Available data Block Start

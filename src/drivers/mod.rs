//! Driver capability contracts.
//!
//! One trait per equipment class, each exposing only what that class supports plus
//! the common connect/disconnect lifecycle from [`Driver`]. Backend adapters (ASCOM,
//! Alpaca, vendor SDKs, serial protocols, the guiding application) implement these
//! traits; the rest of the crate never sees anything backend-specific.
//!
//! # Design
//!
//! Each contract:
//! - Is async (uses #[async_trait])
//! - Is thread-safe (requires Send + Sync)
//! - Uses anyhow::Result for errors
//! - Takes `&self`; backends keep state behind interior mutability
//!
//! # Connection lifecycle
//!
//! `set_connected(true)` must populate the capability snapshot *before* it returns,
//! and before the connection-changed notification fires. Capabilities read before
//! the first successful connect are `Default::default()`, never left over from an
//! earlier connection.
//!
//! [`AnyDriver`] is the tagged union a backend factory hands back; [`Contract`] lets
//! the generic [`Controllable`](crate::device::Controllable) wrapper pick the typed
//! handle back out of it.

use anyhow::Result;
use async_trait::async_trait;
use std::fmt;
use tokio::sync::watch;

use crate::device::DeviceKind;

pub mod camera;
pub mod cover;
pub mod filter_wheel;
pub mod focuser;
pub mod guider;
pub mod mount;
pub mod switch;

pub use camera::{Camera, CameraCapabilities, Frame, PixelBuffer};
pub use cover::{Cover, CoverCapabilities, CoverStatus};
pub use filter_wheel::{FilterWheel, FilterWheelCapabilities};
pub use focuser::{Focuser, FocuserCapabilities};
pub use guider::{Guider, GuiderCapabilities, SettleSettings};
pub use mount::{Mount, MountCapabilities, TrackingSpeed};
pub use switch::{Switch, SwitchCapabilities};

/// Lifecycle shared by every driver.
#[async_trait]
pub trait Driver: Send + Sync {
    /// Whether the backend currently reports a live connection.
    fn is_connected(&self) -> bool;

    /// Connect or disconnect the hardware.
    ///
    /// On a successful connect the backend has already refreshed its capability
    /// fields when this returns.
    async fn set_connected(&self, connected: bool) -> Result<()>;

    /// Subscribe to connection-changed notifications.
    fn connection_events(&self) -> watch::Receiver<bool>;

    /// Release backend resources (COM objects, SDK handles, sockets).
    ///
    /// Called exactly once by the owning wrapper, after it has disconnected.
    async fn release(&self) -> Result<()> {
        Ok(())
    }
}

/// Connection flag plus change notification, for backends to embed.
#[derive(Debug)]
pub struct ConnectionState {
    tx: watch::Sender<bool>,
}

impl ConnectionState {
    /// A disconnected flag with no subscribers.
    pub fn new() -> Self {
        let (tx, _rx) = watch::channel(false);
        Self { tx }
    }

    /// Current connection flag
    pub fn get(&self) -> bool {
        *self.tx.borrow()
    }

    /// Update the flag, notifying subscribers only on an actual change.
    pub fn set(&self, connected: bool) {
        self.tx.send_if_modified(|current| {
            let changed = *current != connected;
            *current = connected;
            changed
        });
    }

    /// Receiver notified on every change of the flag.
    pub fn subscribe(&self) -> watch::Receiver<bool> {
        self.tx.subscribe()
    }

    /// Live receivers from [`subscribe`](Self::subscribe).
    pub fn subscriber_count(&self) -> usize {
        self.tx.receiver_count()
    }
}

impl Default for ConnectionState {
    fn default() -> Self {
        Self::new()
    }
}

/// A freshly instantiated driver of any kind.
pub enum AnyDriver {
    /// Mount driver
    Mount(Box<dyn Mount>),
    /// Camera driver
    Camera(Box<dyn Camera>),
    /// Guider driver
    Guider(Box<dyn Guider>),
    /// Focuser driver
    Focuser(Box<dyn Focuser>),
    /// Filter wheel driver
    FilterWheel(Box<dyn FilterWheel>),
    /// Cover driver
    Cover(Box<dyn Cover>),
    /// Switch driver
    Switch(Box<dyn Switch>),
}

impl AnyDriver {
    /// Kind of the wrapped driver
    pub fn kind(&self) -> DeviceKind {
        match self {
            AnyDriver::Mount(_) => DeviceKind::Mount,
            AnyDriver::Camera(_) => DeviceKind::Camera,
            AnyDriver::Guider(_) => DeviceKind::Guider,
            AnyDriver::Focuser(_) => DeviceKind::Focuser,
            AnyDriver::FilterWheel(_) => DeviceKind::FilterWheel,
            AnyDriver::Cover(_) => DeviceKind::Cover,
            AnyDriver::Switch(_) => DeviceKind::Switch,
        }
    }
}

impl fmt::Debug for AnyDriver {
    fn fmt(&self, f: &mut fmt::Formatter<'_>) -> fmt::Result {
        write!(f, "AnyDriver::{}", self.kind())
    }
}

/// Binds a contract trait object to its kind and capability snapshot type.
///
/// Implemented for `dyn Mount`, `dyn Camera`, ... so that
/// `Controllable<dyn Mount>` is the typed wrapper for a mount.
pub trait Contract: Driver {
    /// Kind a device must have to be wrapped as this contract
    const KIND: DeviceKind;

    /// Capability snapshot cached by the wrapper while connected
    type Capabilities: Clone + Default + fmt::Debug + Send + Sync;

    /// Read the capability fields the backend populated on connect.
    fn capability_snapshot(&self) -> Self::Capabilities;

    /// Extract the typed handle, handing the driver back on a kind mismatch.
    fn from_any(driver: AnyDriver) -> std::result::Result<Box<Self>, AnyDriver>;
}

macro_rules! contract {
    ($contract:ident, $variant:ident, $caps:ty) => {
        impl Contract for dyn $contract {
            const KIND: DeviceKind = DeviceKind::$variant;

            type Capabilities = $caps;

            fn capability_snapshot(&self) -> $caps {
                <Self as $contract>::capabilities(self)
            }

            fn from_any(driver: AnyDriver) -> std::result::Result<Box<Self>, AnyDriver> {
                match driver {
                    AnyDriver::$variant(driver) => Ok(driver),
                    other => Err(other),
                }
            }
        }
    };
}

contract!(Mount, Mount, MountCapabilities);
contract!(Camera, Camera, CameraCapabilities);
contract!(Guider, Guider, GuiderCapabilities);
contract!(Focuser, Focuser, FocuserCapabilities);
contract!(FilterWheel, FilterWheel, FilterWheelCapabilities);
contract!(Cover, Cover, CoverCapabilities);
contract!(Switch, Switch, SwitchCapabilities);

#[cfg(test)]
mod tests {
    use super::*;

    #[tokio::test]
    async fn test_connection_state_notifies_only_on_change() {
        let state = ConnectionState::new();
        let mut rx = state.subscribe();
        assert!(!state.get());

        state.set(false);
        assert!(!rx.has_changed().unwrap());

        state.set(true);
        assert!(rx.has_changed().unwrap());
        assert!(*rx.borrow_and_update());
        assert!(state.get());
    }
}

Available data Block End

Task brief
Starting at the line above that holds "backends to embed." and ending at the line that holds "let (tx, _rx)", transcribe each line exactly and include no other lines.

Written answer
/// Connection flag plus change notification, for backends to embed.
#[derive(Debug)]
pub struct ConnectionState {
    tx: watch::Sender<bool>,
}

impl ConnectionState {
    /// A disconnected flag with no subscribers.
    pub fn new() -> Self {
        let (tx, _rx) = watch::channel(false);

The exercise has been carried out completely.